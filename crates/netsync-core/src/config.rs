//! Configuration types for the netsync subsystems
//!
//! This module defines the address-resolution options, the lookup endpoint
//! registry and the registrar selection used by the provisioning hook.

use serde::{Deserialize, Serialize};
use std::time::Duration;

/// Lookup services used when no endpoints are configured, in priority order
pub const DEFAULT_ENDPOINTS: &[&str] = &[
    "https://api.ipify.org?format=json", // {"ip": "..."}
    "https://ipinfo.io/json",            // {"ip": "..."}
    "https://ifconfig.me/all.json",      // {"ip_addr": "..."}
];

/// Default registrar API base URL
pub const GODADDY_API_BASE: &str = "https://api.godaddy.com";

/// Options for a single address resolution
///
/// Immutable per call. Every field has a default, so an empty JSON object
/// deserializes to the stock configuration.
#[derive(Debug, Clone, PartialEq, Serialize, Deserialize)]
pub struct ResolutionConfig {
    /// When false, no lookup happens and the unrestricted CIDR is returned
    #[serde(default = "default_use_current_ip")]
    pub use_current_ip: bool,

    /// Bound on each individual endpoint attempt (in milliseconds)
    #[serde(default = "default_per_attempt_timeout_ms")]
    pub per_attempt_timeout_ms: u64,

    /// Full passes over the endpoint list before giving up
    #[serde(default = "default_max_retry_passes")]
    pub max_retry_passes: usize,

    /// Lookup services in priority order
    #[serde(default = "default_endpoints")]
    pub endpoints: Vec<EndpointSpec>,

    /// Forward proxy for every outbound lookup request
    #[serde(default)]
    pub proxy: Option<String>,

    /// Delay policy between passes
    #[serde(default)]
    pub backoff: BackoffConfig,

    /// User-Agent header sent to lookup services
    #[serde(default = "default_user_agent")]
    pub user_agent: String,
}

impl ResolutionConfig {
    /// Create a configuration with defaults
    pub fn new() -> Self {
        Self {
            use_current_ip: default_use_current_ip(),
            per_attempt_timeout_ms: default_per_attempt_timeout_ms(),
            max_retry_passes: default_max_retry_passes(),
            endpoints: default_endpoints(),
            proxy: None,
            backoff: BackoffConfig::default(),
            user_agent: default_user_agent(),
        }
    }

    /// Configuration that skips discovery entirely
    pub fn disabled() -> Self {
        Self {
            use_current_ip: false,
            ..Self::new()
        }
    }

    /// Replace the endpoint list
    pub fn with_endpoints(mut self, endpoints: Vec<EndpointSpec>) -> Self {
        self.endpoints = endpoints;
        self
    }

    /// Set the per-attempt timeout
    pub fn with_timeout(mut self, timeout: Duration) -> Self {
        self.per_attempt_timeout_ms = timeout.as_millis() as u64;
        self
    }

    /// Set the number of passes
    pub fn with_max_retry_passes(mut self, passes: usize) -> Self {
        self.max_retry_passes = passes;
        self
    }

    /// Route lookups through a forward proxy
    pub fn with_proxy(mut self, proxy: impl Into<String>) -> Self {
        self.proxy = Some(proxy.into());
        self
    }

    /// Replace the backoff policy
    pub fn with_backoff(mut self, backoff: BackoffConfig) -> Self {
        self.backoff = backoff;
        self
    }

    /// Per-attempt timeout as a `Duration`
    pub fn per_attempt_timeout(&self) -> Duration {
        Duration::from_millis(self.per_attempt_timeout_ms)
    }

    /// Validate the configuration
    pub fn validate(&self) -> Result<(), crate::Error> {
        if !self.use_current_ip {
            return Ok(());
        }

        if self.endpoints.is_empty() {
            return Err(crate::Error::config("At least one lookup endpoint is required"));
        }
        if self.per_attempt_timeout_ms == 0 {
            return Err(crate::Error::config("Per-attempt timeout must be > 0"));
        }
        if self.max_retry_passes == 0 {
            return Err(crate::Error::config("Retry passes must be > 0"));
        }

        for endpoint in &self.endpoints {
            endpoint.validate()?;
        }

        if let Some(ref proxy) = self.proxy {
            let url = reqwest::Url::parse(proxy)
                .map_err(|e| crate::Error::config(format!("Invalid proxy URL '{}': {}", proxy, e)))?;
            if !matches!(url.scheme(), "http" | "https" | "socks5" | "socks5h") {
                return Err(crate::Error::config(format!(
                    "Unsupported proxy scheme: {}",
                    url.scheme()
                )));
            }
        }

        self.backoff.validate()
    }
}

impl Default for ResolutionConfig {
    fn default() -> Self {
        Self::new()
    }
}

/// Rule mapping a lookup response body to an address string
#[derive(Debug, Clone, PartialEq, Eq, Serialize, Deserialize)]
#[serde(tag = "kind", content = "field", rename_all = "snake_case")]
pub enum IpExtractor {
    /// JSON object; the address is the string under this key
    JsonField(String),
    /// Body is the bare address (whitespace trimmed)
    PlainText,
}

/// One lookup service
#[derive(Debug, Clone, PartialEq, Eq, Serialize, Deserialize)]
pub struct EndpointSpec {
    /// URL to request
    pub url: String,

    /// Explicit extractor; inferred from the URL when absent
    #[serde(default)]
    pub extractor: Option<IpExtractor>,
}

impl EndpointSpec {
    /// Create an endpoint whose extractor is inferred from its URL
    pub fn new(url: impl Into<String>) -> Self {
        Self {
            url: url.into(),
            extractor: None,
        }
    }

    /// Create an endpoint with an explicit extractor
    pub fn with_extractor(url: impl Into<String>, extractor: IpExtractor) -> Self {
        Self {
            url: url.into(),
            extractor: Some(extractor),
        }
    }

    /// The extractor to apply to this endpoint's responses
    ///
    /// `None` means the service is not recognized and its responses cannot
    /// be parsed.
    pub fn extractor(&self) -> Option<IpExtractor> {
        self.extractor
            .clone()
            .or_else(|| known_service_extractor(&self.url))
    }

    /// Validate the endpoint URL
    pub fn validate(&self) -> Result<(), crate::Error> {
        let url = reqwest::Url::parse(&self.url).map_err(|e| {
            crate::Error::config(format!("Invalid endpoint URL '{}': {}", self.url, e))
        })?;
        if !matches!(url.scheme(), "http" | "https") {
            return Err(crate::Error::config(format!(
                "Endpoint URL must use HTTP or HTTPS scheme. Got: {}",
                self.url
            )));
        }
        Ok(())
    }
}

/// Identify a known lookup service by URL
///
/// Matching is on host and path: the same service can answer in JSON or in
/// plain text depending on the route.
pub fn known_service_extractor(url: &str) -> Option<IpExtractor> {
    let url = reqwest::Url::parse(url).ok()?;
    let host = url.host_str()?.to_ascii_lowercase();
    let path = url.path();
    let wants_json = url
        .query_pairs()
        .any(|(k, v)| k == "format" && v == "json");

    match host.as_str() {
        "api.ipify.org" | "api64.ipify.org" | "api4.ipify.org" => {
            if wants_json {
                Some(IpExtractor::JsonField("ip".to_string()))
            } else {
                Some(IpExtractor::PlainText)
            }
        }
        "ipinfo.io" => match path {
            "/" | "/json" => Some(IpExtractor::JsonField("ip".to_string())),
            "/ip" => Some(IpExtractor::PlainText),
            _ => None,
        },
        "ifconfig.me" => match path {
            "/all.json" => Some(IpExtractor::JsonField("ip_addr".to_string())),
            "/" | "/ip" => Some(IpExtractor::PlainText),
            _ => None,
        },
        "icanhazip.com" | "ipv4.icanhazip.com" => Some(IpExtractor::PlainText),
        _ => None,
    }
}

/// Delay policy between retry passes
///
/// Pass `n` (counting from 1 for the first retry) waits
/// `min(base_delay_ms * 2^(n-1), max_delay_ms)`, reduced by a uniformly random
/// share of up to `jitter_factor` of itself.
#[derive(Debug, Clone, PartialEq, Serialize, Deserialize)]
pub struct BackoffConfig {
    /// Delay before the second pass (in milliseconds)
    #[serde(default = "default_base_delay_ms")]
    pub base_delay_ms: u64,

    /// Cap on any single delay (in milliseconds)
    #[serde(default = "default_max_delay_ms")]
    pub max_delay_ms: u64,

    /// Share of the delay that may be randomly removed (0.0-1.0)
    #[serde(default = "default_jitter_factor")]
    pub jitter_factor: f64,
}

impl BackoffConfig {
    /// Backoff without randomness
    pub fn deterministic(base_delay_ms: u64, max_delay_ms: u64) -> Self {
        Self {
            base_delay_ms,
            max_delay_ms,
            jitter_factor: 0.0,
        }
    }

    /// No delay between passes
    pub fn none() -> Self {
        Self::deterministic(0, 0)
    }

    /// Validate the policy
    pub fn validate(&self) -> Result<(), crate::Error> {
        if !(0.0..=1.0).contains(&self.jitter_factor) {
            return Err(crate::Error::config(format!(
                "Backoff jitter factor must be between 0.0 and 1.0. Got: {}",
                self.jitter_factor
            )));
        }
        if self.max_delay_ms < self.base_delay_ms {
            return Err(crate::Error::config(
                "Backoff max delay must not be below the base delay",
            ));
        }
        Ok(())
    }
}

impl Default for BackoffConfig {
    fn default() -> Self {
        Self {
            base_delay_ms: default_base_delay_ms(),
            max_delay_ms: default_max_delay_ms(),
            jitter_factor: default_jitter_factor(),
        }
    }
}

/// Registrar selection for nameserver publication
#[derive(Debug, Clone, Serialize, Deserialize)]
#[serde(tag = "type", rename_all = "snake_case")]
pub enum RegistrarConfig {
    /// GoDaddy domains API
    #[serde(rename = "godaddy")]
    GoDaddy {
        /// API base URL (override for OTE or tests)
        #[serde(default = "default_godaddy_api_base")]
        api_base: String,
        /// Log the intended change instead of sending it
        #[serde(default)]
        dry_run: bool,
    },

    /// Custom registrar
    Custom {
        /// Factory name to use
        factory: String,
        /// Custom configuration data
        config: serde_json::Value,
    },
}

impl RegistrarConfig {
    /// Validate the registrar configuration
    pub fn validate(&self) -> Result<(), crate::Error> {
        match self {
            RegistrarConfig::GoDaddy { api_base, .. } => {
                if !api_base.starts_with("https://") && !api_base.starts_with("http://") {
                    return Err(crate::Error::config(format!(
                        "Registrar API base must use HTTP or HTTPS scheme. Got: {}",
                        api_base
                    )));
                }
                Ok(())
            }
            RegistrarConfig::Custom { factory, config } => {
                if factory.is_empty() {
                    return Err(crate::Error::config(
                        "Custom registrar factory cannot be empty",
                    ));
                }
                if config.is_null() {
                    return Err(crate::Error::config(
                        "Custom registrar config cannot be null",
                    ));
                }
                Ok(())
            }
        }
    }

    /// Get the registrar type name
    pub fn type_name(&self) -> &str {
        match self {
            RegistrarConfig::GoDaddy { .. } => "godaddy",
            RegistrarConfig::Custom { factory, .. } => factory,
        }
    }
}

impl Default for RegistrarConfig {
    fn default() -> Self {
        RegistrarConfig::GoDaddy {
            api_base: default_godaddy_api_base(),
            dry_run: false,
        }
    }
}

fn default_use_current_ip() -> bool {
    true
}

fn default_per_attempt_timeout_ms() -> u64 {
    3000
}

fn default_max_retry_passes() -> usize {
    3
}

fn default_endpoints() -> Vec<EndpointSpec> {
    DEFAULT_ENDPOINTS.iter().map(|url| EndpointSpec::new(*url)).collect()
}

fn default_user_agent() -> String {
    format!("netsync-ip-helper/{}", env!("CARGO_PKG_VERSION"))
}

fn default_base_delay_ms() -> u64 {
    100
}

fn default_max_delay_ms() -> u64 {
    2000
}

fn default_jitter_factor() -> f64 {
    0.5
}

fn default_godaddy_api_base() -> String {
    GODADDY_API_BASE.to_string()
}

# # # #

> _WHAT THE TASK ASKS_:
Looking at the records above, return exactly the lines from the line with "if self.per_attempt_timeout_ms == 0" to the line with "if let Some(ref", both ends included.

> _ANSWER BELOW_:
        if self.per_attempt_timeout_ms == 0 {
            return Err(crate::Error::config("Per-attempt timeout must be > 0"));
        }
        if self.max_retry_passes == 0 {
            return Err(crate::Error::config("Retry passes must be > 0"));
        }

        for endpoint in &self.endpoints {
            endpoint.validate()?;
        }

        if let Some(ref proxy) = self.proxy {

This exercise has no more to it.